Some indoor cages are fine as long as they get out for a run around a couple of times a day.
The explorer or this type of cage Ferret / Chinchillas / Rodent 2 Tier Cage | eBay
Are fine for a pair as long as they get atleast a couple of hours out a day or better twice a day.


----------



## mrcriss (Nov 2, 2010)

My ferrets used to live inside in one of those tall tower cages with four levels, but they smell.....ferrety people will tell you they don't smell or that they like the smell, but don't listen to them, because they either have no nose or they smell themselves. Ferrets smell.....'nuff said. :2thumb:

After moving them outside, they have been a lot healthier and happier. They now have a 2 tier hutch with free run of the (ferret-proofed) back garden all day.


----------



## 1930sam (Sep 12, 2011)

> they either have no nose or they smell themselves. Ferrets smell.....'nuff said.

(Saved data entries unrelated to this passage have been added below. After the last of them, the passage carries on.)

// Licensed to the Apache Software Foundation (ASF) under one
// or more contributor license agreements.  See the NOTICE file
// distributed with this work for additional information
// regarding copyright ownership.  The ASF licenses this file
// to you under the Apache License, Version 2.0 (the
// "License"); you may not use this file except in compliance
// with the License.  You may obtain a copy of the License at
//
//   http://www.apache.org/licenses/LICENSE-2.0
//
// Unless required by applicable law or agreed to in writing,
// software distributed under the License is distributed on an
// "AS IS" BASIS, WITHOUT WARRANTIES OR CONDITIONS OF ANY
// KIND, either express or implied.  See the License for the
// specific language governing permissions and limitations
// under the License.

//! Deployment step execution (§4.5): advances a `DeploymentPlan` one step
//! at a time against the Launch Queue, posting readiness checks as a pure
//! function of observed instance health.
//!
//! Grounded in `SchedulerServer::update_task_status`'s shape: an external
//! status observation ("how many instances of this run spec are healthy
//! right now") drives a pure decision about whether the current step is
//! done, rather than the executor polling instance state itself.

use marathon_core::model::deployment::{DeploymentAction, DeploymentPlan, DeploymentStatus};
use marathon_core::model::ids::AbsolutePathId;

use crate::metrics::SchedulerMetricsCollector;
use crate::state::launch_queue::LaunchQueue;

#[derive(Debug, Clone, PartialEq)]
pub enum StepOutcome {
    /// The step was dispatched and immediately considered complete (no
    /// readiness wait applies, e.g. `StopApplication`).
    Dispatched,
    /// The step is a readiness check still waiting on more healthy
    /// instances.
    AwaitingReadiness { run_spec_id: AbsolutePathId, healthy: u32, required: u32 },
    /// The readiness check's target is met; the step can advance.
    Ready,
    PlanComplete,
    PlanCancelled,
}

/// Facts about a run spec's current instances and the actions that mutate
/// them, supplied by the caller from the Instance Tracker's current view
/// (kept decoupled so `advance` stays a pure decision loop over these
/// calls).
pub trait DeploymentObserver {
    /// The deployment's target instance count for this run spec.
    fn total_instances(&self, run_spec_id: &AbsolutePathId) -> u32;
    fn healthy_count(&self, run_spec_id: &AbsolutePathId) -> u32;
    fn minimum_health_capacity(&self, run_spec_id: &AbsolutePathId) -> f64;
    fn maximum_over_capacity(&self, run_spec_id: &AbsolutePathId) -> f64;
    /// Non-terminal instances of `run_spec_id` whose version is not
    /// `to_version`.
    fn old_version_instance_count(&self, run_spec_id: &AbsolutePathId, to_version: u64) -> u32;
    /// Non-terminal instances of `run_spec_id` already at `to_version`.
    fn new_version_instance_count(&self, run_spec_id: &AbsolutePathId, to_version: u64) -> u32;
    /// Kill `count` of the oldest non-`to_version` instances of
    /// `run_spec_id`, per `killSelection` (§4.4).
    fn kill_oldest_old_version(&self, run_spec_id: &AbsolutePathId, to_version: u64, count: u32);
    /// Kill `count` instances of `run_spec_id` to satisfy a scale-down
    /// (`ScaleApplication`), per `killSelection` (§4.4).
    fn kill_excess_instances(&self, run_spec_id: &AbsolutePathId, count: u32);
}

pub struct DeploymentExecutor;

impl DeploymentExecutor {
    /// Dispatch every action in the plan's current step against the
    /// launch queue, then report what the caller should do next.
    pub fn advance(
        plan: &mut DeploymentPlan,
        launch_queue: &LaunchQueue,
        observer: &dyn DeploymentObserver,
        metrics: &dyn SchedulerMetricsCollector,
        now_millis: u64,
    ) -> StepOutcome {
        if plan.status == DeploymentStatus::Cancelled {
            metrics.record_deployment_cancelled(&plan.id);
            return StepOutcome::PlanCancelled;
        }
        if plan.is_complete() {
            plan.status = DeploymentStatus::Succeeded;
            metrics.record_deployment_succeeded(&plan.id, plan.started_at_millis.unwrap_or(now_millis), now_millis);
            return StepOutcome::PlanComplete;
        }

        if plan.status == DeploymentStatus::Pending {
            plan.started_at_millis = Some(now_millis);
            metrics.record_deployment_started(&plan.id);
        }
        plan.status = DeploymentStatus::Running;
        let step = plan.current_step().expect("is_complete() checked above").clone();

        // A step mixing a readiness check with other actions never happens
        // by construction (the planner emits them in separate steps), so
        // it's safe to special-case an all-readiness step here.
        if let Some(DeploymentAction::ReadinessCheckStep { run_spec_id, to_version }) = step.actions.first() {
            let target = observer.total_instances(run_spec_id);
            let old_count = observer.old_version_instance_count(run_spec_id, *to_version);
            let new_count = observer.new_version_instance_count(run_spec_id, *to_version);
            let max_total = (target as f64 * (1.0 + observer.maximum_over_capacity(run_spec_id))).ceil() as u32;
            let current_total = old_count + new_count;
            // Kill off surplus old-version instances on every poll, bounded
            // by `maximumOverCapacity`, rather than only once the readiness
            // threshold below happens to already be met (§4.5).
            if current_total > max_total {
                let kill_count = (current_total - max_total).min(old_count);
                if kill_count > 0 {
                    observer.kill_oldest_old_version(run_spec_id, *to_version, kill_count);
                }
            }

            let required = (target as f64 * observer.minimum_health_capacity(run_spec_id)).ceil() as u32;
            let healthy = observer.healthy_count(run_spec_id);
            if healthy >= required {
                plan.current_step += 1;
                return StepOutcome::Ready;
            }
            return StepOutcome::AwaitingReadiness {
                run_spec_id: run_spec_id.clone(),
                healthy,
                required,
            };
        }

        for action in &step.actions {
            match action {
                DeploymentAction::StartApplication { run_spec_id, .. } => {
                    launch_queue.add(run_spec_id.clone(), observer.total_instances(run_spec_id));
                }
                DeploymentAction::ScaleApplication { run_spec_id, to } => {
                    let current = observer.total_instances(run_spec_id);
                    if *to > current {
                        launch_queue.add(run_spec_id.clone(), to - current);
                    } else if *to < current {
                        observer.kill_excess_instances(run_spec_id, current - to);
                    }
                }
                DeploymentAction::RestartApplication { run_spec_id, .. } => {
                    launch_queue.add(run_spec_id.clone(), observer.total_instances(run_spec_id));
                }
                DeploymentAction::StopApplication { run_spec_id } => {
                    launch_queue.purge(run_spec_id);
                }
                DeploymentAction::ReadinessCheckStep { .. } => unreachable!("handled above"),
            }
        }

        plan.current_step += 1;
        StepOutcome::Dispatched
    }
}

#[cfg(test)]
mod test {
    use super::*;
    use crate::config::SchedulerConfig;
    use crate::test_utils::TestMetricsCollector;
    use marathon_core::model::deployment::DeploymentStep;
    use std::sync::atomic::{AtomicU32, Ordering};

    /// A `DeploymentObserver` with every fact fixed except the healthy and
    /// old/new version counts, which tests mutate via the atomics to model
    /// instances coming up (or being killed) across successive polls.
    struct TestObserver {
        total: u32,
        healthy: AtomicU32,
        minimum_health_capacity: f64,
        maximum_over_capacity: f64,
        old_version: AtomicU32,
        new_version: AtomicU32,
        killed_old: AtomicU32,
        killed_excess: AtomicU32,
    }

    impl TestObserver {
        fn new(total: u32, healthy: u32) -> Self {
            Self {
                total,
                healthy: AtomicU32::new(healthy),
                minimum_health_capacity: 1.0,
                maximum_over_capacity: 0.0,
                old_version: AtomicU32::new(0),
                new_version: AtomicU32::new(0),
                killed_old: AtomicU32::new(0),
                killed_excess: AtomicU32::new(0),
            }
        }

        fn with_versions(mut self, old: u32, new: u32) -> Self {
            self.old_version = AtomicU32::new(old);
            self.new_version = AtomicU32::new(new);
            self
        }

        fn with_maximum_over_capacity(mut self, over: f64) -> Self {
            self.maximum_over_capacity = over;
            self
        }
    }

    impl DeploymentObserver for TestObserver {
        fn total_instances(&self, _run_spec_id: &AbsolutePathId) -> u32 {
            self.total
        }

        fn healthy_count(&self, _run_spec_id: &AbsolutePathId) -> u32 {
            self.healthy.load(Ordering::SeqCst)
        }

        fn minimum_health_capacity(&self, _run_spec_id: &AbsolutePathId) -> f64 {
            self.minimum_health_capacity
        }

        fn maximum_over_capacity(&self, _run_spec_id: &AbsolutePathId) -> f64 {
            self.maximum_over_capacity
        }

        fn old_version_instance_count(&self, _run_spec_id: &AbsolutePathId, _to_version: u64) -> u32 {
            self.old_version.load(Ordering::SeqCst)
        }

        fn new_version_instance_count(&self, _run_spec_id: &AbsolutePathId, _to_version: u64) -> u32 {
            self.new_version.load(Ordering::SeqCst)
        }

        fn kill_oldest_old_version(&self, _run_spec_id: &AbsolutePathId, _to_version: u64, count: u32) {
            self.old_version.fetch_sub(count, Ordering::SeqCst);
            self.killed_old.fetch_add(count, Ordering::SeqCst);
        }

        fn kill_excess_instances(&self, _run_spec_id: &AbsolutePathId, count: u32) {
            self.killed_excess.fetch_add(count, Ordering::SeqCst);
        }
    }

    fn plan_with_readiness_step() -> DeploymentPlan {
        let mut plan = DeploymentPlan::new(
            "plan-1",
            1,
            2,
            vec![
                DeploymentStep {
                    actions: vec![DeploymentAction::StartApplication {
                        run_spec_id: AbsolutePathId::new("/a"),
                        to_version: 2,
                    }],
                },
                DeploymentStep {
                    actions: vec![DeploymentAction::ReadinessCheckStep {
                        run_spec_id: AbsolutePathId::new("/a"),
                        to_version: 2,
                    }],
                },
            ],
        );
        plan.status = DeploymentStatus::Running;
        plan
    }

    #[test]
    fn start_step_adds_demand_to_launch_queue() {
        let mut plan = plan_with_readiness_step();
        let queue = LaunchQueue::new(&SchedulerConfig::default());
        let observer = TestObserver::new(3, 0);
        let metrics = TestMetricsCollector::default();
        let outcome = DeploymentExecutor::advance(&mut plan, &queue, &observer, &metrics, 1000);
        assert_eq!(outcome, StepOutcome::Dispatched);
        assert_eq!(queue.entry(&AbsolutePathId::new("/a")).unwrap().outstanding, 3);
        assert_eq!(plan.current_step, 1);
    }

    #[test]
    fn readiness_step_waits_until_threshold_met() {
        let mut plan = plan_with_readiness_step();
        plan.current_step = 1;
        let queue = LaunchQueue::new(&SchedulerConfig::default());
        let observer = TestObserver::new(3, 1).with_versions(0, 1);
        let metrics = TestMetricsCollector::default();
        let outcome = DeploymentExecutor::advance(&mut plan, &queue, &observer, &metrics, 1000);
        assert!(matches!(outcome, StepOutcome::AwaitingReadiness { healthy: 1, required: 3, .. }));
        assert_eq!(plan.current_step, 1);
    }

    #[test]
    fn readiness_step_advances_once_threshold_met() {
        let mut plan = plan_with_readiness_step();
        plan.current_step = 1;
        let queue = LaunchQueue::new(&SchedulerConfig::default());
        let observer = TestObserver::new(3, 3).with_versions(0, 3);
        let metrics = TestMetricsCollector::default();
        let outcome = DeploymentExecutor::advance(&mut plan, &queue, &observer, &metrics, 1000);
        assert_eq!(outcome, StepOutcome::Ready);
        assert_eq!(plan.current_step, 2);
    }

    #[test]
    fn readiness_step_kills_old_version_surplus_bounded_by_over_capacity() {
        let mut plan = plan_with_readiness_step();
        plan.current_step = 1;
        let queue = LaunchQueue::new(&SchedulerConfig::default());
        // target 3, no over-capacity allowed, but 3 old + 2 new are up --
        // 2 over max_total of 3, and both should come from the old version.
        let observer = TestObserver::new(3, 2).with_versions(3, 2);
        let metrics = TestMetricsCollector::default();
        let _ = DeploymentExecutor::advance(&mut plan, &queue, &observer, &metrics, 1000);
        assert_eq!(observer.killed_old.load(Ordering::SeqCst), 2);
        assert_eq!(observer.old_version.load(Ordering::SeqCst), 1);
    }

    #[test]
    fn readiness_step_respects_maximum_over_capacity_before_killing() {
        let mut plan = plan_with_readiness_step();
        plan.current_step = 1;
        let queue = LaunchQueue::new(&SchedulerConfig::default());
        // target 3 with 50% over-capacity allows up to 5 total; 3 old + 2
        // new == 5, so nothing should be killed yet.
        let observer = TestObserver::new(3, 2).with_versions(3, 2).with_maximum_over_capacity(0.5);
        let metrics = TestMetricsCollector::default();
        let _ = DeploymentExecutor::advance(&mut plan, &queue, &observer, &metrics, 1000);
        assert_eq!(observer.killed_old.load(Ordering::SeqCst), 0);
    }

    #[test]
    fn scale_down_kills_excess_instances() {
        let mut plan = DeploymentPlan::new(
            "plan-2",
            1,
            2,
            vec![DeploymentStep {
                actions: vec![DeploymentAction::ScaleApplication {
                    run_spec_id: AbsolutePathId::new("/a"),
                    to: 1,
                }],
            }],
        );
        plan.status = DeploymentStatus::Running;
        let queue = LaunchQueue::new(&SchedulerConfig::default());
        let observer = TestObserver::new(3, 3);
        let metrics = TestMetricsCollector::default();
        let _ = DeploymentExecutor::advance(&mut plan, &queue, &observer, &metrics, 1000);
        assert_eq!(observer.killed_excess.load(Ordering::SeqCst), 2);
    }

    #[test]
    fn completed_plan_reports_plan_complete() {
        let mut plan = plan_with_readiness_step();
        plan.current_step = 2;
        let queue = LaunchQueue::new(&SchedulerConfig::default());
        let observer = TestObserver::new(0, 0);
        let metrics = TestMetricsCollector::default();
        let outcome = DeploymentExecutor::advance(&mut plan, &queue, &observer, &metrics, 2000);
        assert_eq!(outcome, StepOutcome::PlanComplete);
        assert_eq!(plan.status, DeploymentStatus::Succeeded);
        crate::test_utils::assert_succeeded_event("plan-1", &metrics);
    }
}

Not really connected to the original post, but I once had a ferreter tell me that rabbit pee smells much worse than ferret pee. What a massive lie! 

How much space do you have spare for a ferret cage?


----------



## bbav (Oct 17, 2007)

fixed hobs don't smell that much as long as you keep up with clearing.
I've heard too many stories of people stealing ferrets or idiot do-gooders letting them out to leave mine outside.
Plus they are happier in the house if you ask me,ours are in our living room so get to be nosy at everything going on even if they are in their cage.


----------



## mrcriss (Nov 2, 2010)

bbav said:


> fixed hobs don't smell that much as long as you keep up with clearing.
> I've heard too many stories of people stealing ferrets or idiot do-gooders letting them out to leave mine outside.
> Plus they are happier in the house if you ask me,ours are in our living room so get to be nosy at everything going on even if they are in their cage.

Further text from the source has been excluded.